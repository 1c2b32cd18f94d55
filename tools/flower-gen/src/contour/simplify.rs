//! Douglas-Peucker polyline simplification

use super::Point;

/// Squared distance from `p` to the segment `a`-`b`
///
/// A degenerate segment (`a == b`) falls back to the point distance.
pub fn segment_distance_sq(p: Point, a: Point, b: Point) -> f32 {
    let ab = b - a;
    let ap = p - a;
    let len_sq = ab.length_squared();
    if len_sq == 0 {
        return ap.length_squared() as f32;
    }

    let t = (ap.dot(ab) as f32 / len_sq as f32).clamp(0.0, 1.0);
    let closest = a.as_vec2() + t * ab.as_vec2();
    (p.as_vec2() - closest).length_squared()
}

/// Simplify a polyline so no dropped point lies farther than `epsilon`
/// from the chord that replaces it.
///
/// The first and last input points are always kept and the output is an
/// ordered subsequence of the input. Inputs with fewer than three points,
/// or a negative `epsilon`, are returned unchanged. When the result starts
/// and ends on the same point and the input endpoints were within two
/// pixels of each other, the duplicated closing point is dropped.
pub fn simplify(points: &[Point], epsilon: f32) -> Vec<Point> {
    if points.len() < 3 || epsilon < 0.0 {
        return points.to_vec();
    }

    let epsilon_sq = epsilon * epsilon;
    let mut keep = vec![false; points.len()];
    keep[0] = true;
    keep[points.len() - 1] = true;

    let mut ranges = vec![(0, points.len() - 1)];
    while let Some((first, last)) = ranges.pop() {
        let mut max_dist_sq = 0.0f32;
        let mut split = first;
        for (i, &p) in points.iter().enumerate().take(last).skip(first + 1) {
            let dist_sq = segment_distance_sq(p, points[first], points[last]);
            if dist_sq > max_dist_sq {
                max_dist_sq = dist_sq;
                split = i;
            }
        }

        if max_dist_sq > epsilon_sq {
            keep[split] = true;
            ranges.push((first, split));
            ranges.push((split, last));
        }
    }

    let mut result: Vec<Point> = points
        .iter()
        .zip(&keep)
        .filter_map(|(&p, &k)| k.then_some(p))
        .collect();

    if result.len() > 1 && result.first() == result.last() {
        let gap = points[0] - points[points.len() - 1];
        if gap.length_squared() < 4 {
            result.pop();
        }
    }

    result
}

#[cfg(test)]
mod tests {
    use super::*;
    use crate::contour::trace_canvas;
    use crate::texture::Canvas;
    use glam::IVec2;

    fn pts(coords: &[(i32, i32)]) -> Vec<Point> {
        coords.iter().map(|&(x, y)| IVec2::new(x, y)).collect()
    }

    fn disc_contour(r: i32) -> Vec<Point> {
        let size = (2 * r) as u32;
        let mut canvas = Canvas::new(size, size);
        for y in 0..2 * r {
            for x in 0..2 * r {
                let dx = x as f32 + 0.5 - r as f32;
                let dy = y as f32 + 0.5 - r as f32;
                if dx * dx + dy * dy <= (r * r) as f32 {
                    canvas.set_pixel(x, y, [255, 0, 0, 255]);
                }
            }
        }
        trace_canvas(&canvas, 128).unwrap()
    }

    #[test]
    fn test_segment_distance() {
        let a = IVec2::new(0, 0);
        let b = IVec2::new(4, 0);
        assert_eq!(segment_distance_sq(IVec2::new(2, 3), a, b), 9.0);
        // Beyond the end of the segment measures to the endpoint
        assert_eq!(segment_distance_sq(IVec2::new(6, 0), a, b), 4.0);
        // Degenerate segment
        assert_eq!(segment_distance_sq(IVec2::new(3, 4), a, a), 25.0);
    }

    #[test]
    fn test_short_inputs_unchanged() {
        let two = pts(&[(0, 0), (5, 5)]);
        assert_eq!(simplify(&two, 1.0), two);

        let three = pts(&[(0, 0), (1, 7), (2, 0)]);
        assert_eq!(simplify(&three, -1.0), three);
    }

    #[test]
    fn test_collinear_points_collapse() {
        let line = pts(&[(0, 0), (1, 0), (2, 0), (3, 0), (4, 0)]);
        assert_eq!(simplify(&line, 0.5), pts(&[(0, 0), (4, 0)]));
    }

    #[test]
    fn test_zigzag_kept() {
        let zigzag = pts(&[(0, 0), (1, 3), (2, 0), (3, 3), (4, 0)]);
        assert_eq!(simplify(&zigzag, 0.5), zigzag);
        assert_eq!(simplify(&zigzag, 5.0), pts(&[(0, 0), (4, 0)]));
    }

    #[test]
    fn test_closing_duplicate_dropped() {
        let closed = pts(&[(0, 0), (4, 0), (4, 4), (0, 4), (0, 0)]);
        assert_eq!(simplify(&closed, 0.5), pts(&[(0, 0), (4, 0), (4, 4), (0, 4)]));
    }

    #[test]
    fn test_disc_reduction() {
        let contour = disc_contour(32);
        let simplified = simplify(&contour, 0.5);

        assert!(simplified.len() >= 3);
        assert!((simplified.len() as f32) < contour.len() as f32 * 0.4);
        assert_eq!(simplified.first(), contour.first());
        assert_eq!(simplified.last(), contour.last());

        // Retained points keep their original order
        let mut cursor = contour.iter();
        for p in &simplified {
            assert!(cursor.any(|q| q == p));
        }
    }

    #[test]
    fn test_dropped_points_within_tolerance() {
        let contour = disc_contour(24);
        let epsilon = 1.0;
        let simplified = simplify(&contour, epsilon);

        let index_of = |p: &Point| contour.iter().position(|q| q == p).unwrap();
        for pair in simplified.windows(2) {
            let (start, end) = (index_of(&pair[0]), index_of(&pair[1]));
            for &p in &contour[start..=end] {
                let d = segment_distance_sq(p, pair[0], pair[1]);
                assert!(d <= epsilon * epsilon + 1e-4);
            }
        }
    }

    #[test]
    fn test_idempotent_and_monotonic() {
        let contour = disc_contour(32);
        let once = simplify(&contour, 0.5);
        assert_eq!(simplify(&once, 0.5), once);

        let mut previous = contour.len();
        for epsilon in [0.0, 0.5, 1.0, 2.0, 4.0] {
            let len = simplify(&contour, epsilon).len();
            assert!(len <= previous);
            previous = len;
        }
    }
}
//! Raster canvases and the textures derived from them
//!
//! A [`Canvas`] is the RGBA surface the petal painter draws into. The same
//! canvas feeds contour tracing, normal/emissive synthesis and PNG export.
//!
//! # Example
//! ```no_run
//! use flower_gen::texture::*;
//! use rand::SeedableRng;
//!
//! let mut canvas = Canvas::new(64, 64);
//! canvas.set_pixel(32, 32, [255, 0, 0, 255]);
//!
//! let mut rng = rand_pcg::Pcg32::seed_from_u64(7);
//! let normals = normal_from_petal(&canvas, &NoiseOptions::petal(), &mut rng);
//! write_png(&normals, std::path::Path::new("normals.png")).unwrap();
//! ```

mod canvas;
mod emissive;
mod export;
mod normal;

// Core type
pub use canvas::{Canvas, TRANSPARENT};

// Derived maps
pub use emissive::{EmissiveOptions, color_distance, emissive_from_petal, emissive_intensity};
pub use normal::{NoiseOptions, normal_from_petal};

// Export
pub use export::{encode_png, write_png};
........
WHAT TO WORK ON
Each entry shown above is to be duplicated exactly.

ANSWER FOR THIS EXERCISE
repository 1c2b32cd18f94d55
filename tools/flower-gen/src/contour/simplify.rs
//! Douglas-Peucker polyline simplification

use super::Point;

/// Squared distance from `p` to the segment `a`-`b`
///
/// A degenerate segment (`a == b`) falls back to the point distance.
pub fn segment_distance_sq(p: Point, a: Point, b: Point) -> f32 {
    let ab = b - a;
    let ap = p - a;
    let len_sq = ab.length_squared();
    if len_sq == 0 {
        return ap.length_squared() as f32;
    }

    let t = (ap.dot(ab) as f32 / len_sq as f32).clamp(0.0, 1.0);
    let closest = a.as_vec2() + t * ab.as_vec2();
    (p.as_vec2() - closest).length_squared()
}

/// Simplify a polyline so no dropped point lies farther than `epsilon`
/// from the chord that replaces it.
///
/// The first and last input points are always kept and the output is an
/// ordered subsequence of the input. Inputs with fewer than three points,
/// or a negative `epsilon`, are returned unchanged. When the result starts
/// and ends on the same point and the input endpoints were within two
/// pixels of each other, the duplicated closing point is dropped.
pub fn simplify(points: &[Point], epsilon: f32) -> Vec<Point> {
    if points.len() < 3 || epsilon < 0.0 {
        return points.to_vec();
    }

    let epsilon_sq = epsilon * epsilon;
    let mut keep = vec![false; points.len()];
    keep[0] = true;
    keep[points.len() - 1] = true;

    let mut ranges = vec![(0, points.len() - 1)];
    while let Some((first, last)) = ranges.pop() {
        let mut max_dist_sq = 0.0f32;
        let mut split = first;
        for (i, &p) in points.iter().enumerate().take(last).skip(first + 1) {
            let dist_sq = segment_distance_sq(p, points[first], points[last]);
            if dist_sq > max_dist_sq {
                max_dist_sq = dist_sq;
                split = i;
            }
        }

        if max_dist_sq > epsilon_sq {
            keep[split] = true;
            ranges.push((first, split));
            ranges.push((split, last));
        }
    }

    let mut result: Vec<Point> = points
        .iter()
        .zip(&keep)
        .filter_map(|(&p, &k)| k.then_some(p))
        .collect();

    if result.len() > 1 && result.first() == result.last() {
        let gap = points[0] - points[points.len() - 1];
        if gap.length_squared() < 4 {
            result.pop();
        }
    }

    result
}

#[cfg(test)]
mod tests {
    use super::*;
    use crate::contour::trace_canvas;
    use crate::texture::Canvas;
    use glam::IVec2;

    fn pts(coords: &[(i32, i32)]) -> Vec<Point> {
        coords.iter().map(|&(x, y)| IVec2::new(x, y)).collect()
    }

    fn disc_contour(r: i32) -> Vec<Point> {
        let size = (2 * r) as u32;
        let mut canvas = Canvas::new(size, size);
        for y in 0..2 * r {
            for x in 0..2 * r {
                let dx = x as f32 + 0.5 - r as f32;
                let dy = y as f32 + 0.5 - r as f32;
                if dx * dx + dy * dy <= (r * r) as f32 {
                    canvas.set_pixel(x, y, [255, 0, 0, 255]);
                }
            }
        }
        trace_canvas(&canvas, 128).unwrap()
    }

    #[test]
    fn test_segment_distance() {
        let a = IVec2::new(0, 0);
        let b = IVec2::new(4, 0);
        assert_eq!(segment_distance_sq(IVec2::new(2, 3), a, b), 9.0);
        // Beyond the end of the segment measures to the endpoint
        assert_eq!(segment_distance_sq(IVec2::new(6, 0), a, b), 4.0);
        // Degenerate segment
        assert_eq!(segment_distance_sq(IVec2::new(3, 4), a, a), 25.0);
    }

    #[test]
    fn test_short_inputs_unchanged() {
        let two = pts(&[(0, 0), (5, 5)]);
        assert_eq!(simplify(&two, 1.0), two);

        let three = pts(&[(0, 0), (1, 7), (2, 0)]);
        assert_eq!(simplify(&three, -1.0), three);
    }

    #[test]
    fn test_collinear_points_collapse() {
        let line = pts(&[(0, 0), (1, 0), (2, 0), (3, 0), (4, 0)]);
        assert_eq!(simplify(&line, 0.5), pts(&[(0, 0), (4, 0)]));
    }

    #[test]
    fn test_zigzag_kept() {
        let zigzag = pts(&[(0, 0), (1, 3), (2, 0), (3, 3), (4, 0)]);
        assert_eq!(simplify(&zigzag, 0.5), zigzag);
        assert_eq!(simplify(&zigzag, 5.0), pts(&[(0, 0), (4, 0)]));
    }

    #[test]
    fn test_closing_duplicate_dropped() {
        let closed = pts(&[(0, 0), (4, 0), (4, 4), (0, 4), (0, 0)]);
        assert_eq!(simplify(&closed, 0.5), pts(&[(0, 0), (4, 0), (4, 4), (0, 4)]));
    }

    #[test]
    fn test_disc_reduction() {
        let contour = disc_contour(32);
        let simplified = simplify(&contour, 0.5);

        assert!(simplified.len() >= 3);
        assert!((simplified.len() as f32) < contour.len() as f32 * 0.4);
        assert_eq!(simplified.first(), contour.first());
        assert_eq!(simplified.last(), contour.last());

        // Retained points keep their original order
        let mut cursor = contour.iter();
        for p in &simplified {
            assert!(cursor.any(|q| q == p));
        }
    }

    #[test]
    fn test_dropped_points_within_tolerance() {
        let contour = disc_contour(24);
        let epsilon = 1.0;
        let simplified = simplify(&contour, epsilon);

        let index_of = |p: &Point| contour.iter().position(|q| q == p).unwrap();
        for pair in simplified.windows(2) {
            let (start, end) = (index_of(&pair[0]), index_of(&pair[1]));
            for &p in &contour[start..=end] {
                let d = segment_distance_sq(p, pair[0], pair[1]);
                assert!(d <= epsilon * epsilon + 1e-4);
            }
        }
    }

    #[test]
    fn test_idempotent_and_monotonic() {
        let contour = disc_contour(32);
        let once = simplify(&contour, 0.5);
        assert_eq!(simplify(&once, 0.5), once);

        let mut previous = contour.len();
        for epsilon in [0.0, 0.5, 1.0, 2.0, 4.0] {
            let len = simplify(&contour, epsilon).len();
            assert!(len <= previous);
            previous = len;
        }
    }
}
//! Raster canvases and the textures derived from them
//!
//! A [`Canvas`] is the RGBA surface the petal painter draws into. The same
//! canvas feeds contour tracing, normal/emissive synthesis and PNG export.
//!
//! # Example
//! ```no_run
//! use flower_gen::texture::*;
//! use rand::SeedableRng;
//!
//! let mut canvas = Canvas::new(64, 64);
//! canvas.set_pixel(32, 32, [255, 0, 0, 255]);
//!
//! let mut rng = rand_pcg::Pcg32::seed_from_u64(7);
//! let normals = normal_from_petal(&canvas, &NoiseOptions::petal(), &mut rng);
//! write_png(&normals, std::path::Path::new("normals.png")).unwrap();
//! ```

mod canvas;
mod emissive;
mod export;
mod normal;

// Core type
pub use canvas::{Canvas, TRANSPARENT};

// Derived maps
pub use emissive::{EmissiveOptions, color_distance, emissive_from_petal, emissive_intensity};
pub use normal::{NoiseOptions, normal_from_petal};

// Export
pub use export::{encode_png, write_png};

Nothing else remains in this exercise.